■ WORK TO COMPLETE ■
Your job is to return every line of the listing holding the string "format".

■ DATA EXCERPTS ■
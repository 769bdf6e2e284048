//! Wire-format signal definitions. These are exactly what crosses the wire
//! in `weaver.push({kind:"signal-definition", signal: …})` scripts and in
//! signal chains — no runtime back-references, everything serde.

use serde::{Deserialize, Serialize};

use crate::value::Value;

/// Where a logic module may execute.
#[derive(Debug, Clone, Copy, PartialEq, Eq, Serialize, Deserialize)]
#[serde(rename_all = "lowercase")]
pub enum ExecutionContext {
    Server,
    Client,
    Worker,
}

/// A signal definition, tagged by kind. Field names follow the wire format
/// (camelCase) so a JSON payload round-trips byte-compatibly.
#[derive(Debug, Clone, PartialEq, Serialize, Deserialize)]
#[serde(tag = "kind", rename_all = "lowercase")]
pub enum SignalDef {
    State(StateDef),
    Logic(LogicDef),
    Computed(ComputedDef),
    Action(ActionDef),
    Handler(HandlerDef),
    Component(ComponentDef),
    Node(NodeDef),
    Stream(StreamDef),
    Suspense(SuspenseDef),
    Reference(ReferenceDef),
    Mutator(MutatorDef),
}

/// Writable leaf. The value lives in the registry; `init` is the seed.
#[derive(Debug, Clone, PartialEq, Serialize, Deserialize)]
pub struct StateDef {
    pub id: String,
    pub init: Value,
}

/// Addressable code module.
#[derive(Debug, Clone, PartialEq, Serialize, Deserialize)]
#[serde(rename_all = "camelCase")]
pub struct LogicDef {
    pub id: String,
    pub src: String,
    #[serde(default, skip_serializing_if = "Option::is_none")]
    pub ssr_src: Option<String>,
    /// Absent means isomorphic: executes wherever invoked.
    #[serde(default, skip_serializing_if = "Option::is_none")]
    pub context: Option<ExecutionContext>,
    /// Milliseconds. `Some(0)` always defers; absent blocks until resolved.
    #[serde(default, skip_serializing_if = "Option::is_none")]
    pub timeout: Option<u64>,
}

/// Derived value: `logic(deps…)`, cached in the registry.
#[derive(Debug, Clone, PartialEq, Serialize, Deserialize)]
pub struct ComputedDef {
    pub id: String,
    pub logic: String,
    pub deps: Vec<String>,
    #[serde(default, skip_serializing_if = "Option::is_none")]
    pub init: Option<Value>,
}

/// Imperative logic that mutates its dependencies when invoked.
#[derive(Debug, Clone, PartialEq, Serialize, Deserialize)]
pub struct ActionDef {
    pub id: String,
    pub logic: String,
    pub deps: Vec<String>,
}

/// An action whose first argument is a DOM event.
#[derive(Debug, Clone, PartialEq, Serialize, Deserialize)]
pub struct HandlerDef {
    pub id: String,
    pub logic: String,
    pub deps: Vec<String>,
}

/// Template binding a logic module to a component role.
#[derive(Debug, Clone, PartialEq, Serialize, Deserialize)]
pub struct ComponentDef {
    pub id: String,
    pub logic: String,
}

/// A component instance with canonicalised props. Signal-valued props are
/// encoded as `{"$signal": id}` and extracted into `deps`.
#[derive(Debug, Clone, PartialEq, Serialize, Deserialize)]
pub struct NodeDef {
    pub id: String,
    pub component: String,
    pub logic: String,
    pub props: serde_json::Map<String, Value>,
    pub deps: Vec<String>,
}

/// Reducer over a stream source logic.
#[derive(Debug, Clone, PartialEq, Serialize, Deserialize)]
pub struct StreamDef {
    pub id: String,
    pub source: String,
    pub reducer: String,
    pub init: Value,
}

/// Suspense boundary. `pending_deps` is mutated in place by the resolver
/// before the definition is emitted; `children_html` is the pre-rendered
/// content the client swaps in once every pending dep resolves.
#[derive(Debug, Clone, PartialEq, Serialize, Deserialize)]
pub struct SuspenseDef {
    pub id: String,
    #[serde(rename = "pendingDeps", default)]
    pub pending_deps: Vec<String>,
    #[serde(rename = "_childrenHtml", default, skip_serializing_if = "Option::is_none")]
    pub children_html: Option<String>,
}

/// Read-only interface around a state signal.
#[derive(Debug, Clone, PartialEq, Serialize, Deserialize)]
pub struct ReferenceDef {
    pub id: String,
    pub target: String,
}

/// Writable interface around a state signal.
#[derive(Debug, Clone, PartialEq, Serialize, Deserialize)]
pub struct MutatorDef {
    pub id: String,
    pub target: String,
}

impl SignalDef {
    pub fn id(&self) -> &str {
        match self {
            SignalDef::State(d) => &d.id,
            SignalDef::Logic(d) => &d.id,
            SignalDef::Computed(d) => &d.id,
            SignalDef::Action(d) => &d.id,
            SignalDef::Handler(d) => &d.id,
            SignalDef::Component(d) => &d.id,
            SignalDef::Node(d) => &d.id,
            SignalDef::Stream(d) => &d.id,
            SignalDef::Suspense(d) => &d.id,
            SignalDef::Reference(d) => &d.id,
            SignalDef::Mutator(d) => &d.id,
        }
    }

    /// Human tag for logs.
    pub fn kind(&self) -> &'static str {
        match self {
            SignalDef::State(_) => "state",
            SignalDef::Logic(_) => "logic",
            SignalDef::Computed(_) => "computed",
            SignalDef::Action(_) => "action",
            SignalDef::Handler(_) => "handler",
            SignalDef::Component(_) => "component",
            SignalDef::Node(_) => "node",
            SignalDef::Stream(_) => "stream",
            SignalDef::Suspense(_) => "suspense",
            SignalDef::Reference(_) => "reference",
            SignalDef::Mutator(_) => "mutator",
        }
    }

    /// Value-bearing dependencies: the ids whose updates feed this signal.
    pub fn deps(&self) -> &[String] {
        match self {
            SignalDef::Computed(d) => &d.deps,
            SignalDef::Action(d) => &d.deps,
            SignalDef::Handler(d) => &d.deps,
            SignalDef::Node(d) => &d.deps,
            _ => &[],
        }
    }

    /// Every id this definition references. Used for integrity checking and
    /// signal-chain closure.
    pub fn refs(&self) -> Vec<String> {
        match self {
            SignalDef::State(_) | SignalDef::Logic(_) => vec![],
            SignalDef::Computed(d) => {
                let mut r = vec![d.logic.clone()];
                r.extend(d.deps.iter().cloned());
                r
            }
            SignalDef::Action(d) => {
                let mut r = vec![d.logic.clone()];
                r.extend(d.deps.iter().cloned());
                r
            }
            SignalDef::Handler(d) => {
                let mut r = vec![d.logic.clone()];
                r.extend(d.deps.iter().cloned());
                r
            }
            SignalDef::Component(d) => vec![d.logic.clone()],
            SignalDef::Node(d) => {
                let mut r = vec![d.component.clone(), d.logic.clone()];
                r.extend(d.deps.iter().cloned());
                r
            }
            SignalDef::Stream(d) => vec![d.source.clone(), d.reducer.clone()],
            SignalDef::Suspense(d) => d.pending_deps.clone(),
            SignalDef::Reference(d) => vec![d.target.clone()],
            SignalDef::Mutator(d) => vec![d.target.clone()],
        }
    }
}

#[cfg(test)]
mod tests {
    use super::*;
    use serde_json::json;

    #[test]
    fn wire_shape_is_kind_tagged_camel_case() {
        let def = SignalDef::Logic(LogicDef {
            id: "logic_ab".into(),
            src: "/logic/double.js".into(),
            ssr_src: Some("/ssr/double.js".into()),
            context: Some(ExecutionContext::Server),
            timeout: Some(0),
        });
        let wire = serde_json::to_value(&def).unwrap();
        assert_eq!(
            wire,
            json!({
                "kind": "logic",
                "id": "logic_ab",
                "src": "/logic/double.js",
                "ssrSrc": "/ssr/double.js",
                "context": "server",
                "timeout": 0,
            })
        );
    }

    #[test]
    fn suspense_wire_keeps_children_html_field_name() {
        let def = SignalDef::Suspense(SuspenseDef {
            id: "sus_1".into(),
            pending_deps: vec!["abc".into()],
            children_html: Some("<p>hi</p>".into()),
        });
        let wire = serde_json::to_value(&def).unwrap();
        assert_eq!(wire["pendingDeps"], json!(["abc"]));
        assert_eq!(wire["_childrenHtml"], json!("<p>hi</p>"));
    }

    #[test]
    fn optional_logic_fields_stay_off_the_wire() {
        let def = SignalDef::Logic(LogicDef {
            id: "logic_cd".into(),
            src: "/logic/inc.js".into(),
            ssr_src: None,
            context: None,
            timeout: None,
        });
        let wire = serde_json::to_value(&def).unwrap();
        assert_eq!(wire, json!({"kind": "logic", "id": "logic_cd", "src": "/logic/inc.js"}));
    }
}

■ RESULT ■
//! Wire-format signal definitions. These are exactly what crosses the wire
/// A signal definition, tagged by kind. Field names follow the wire format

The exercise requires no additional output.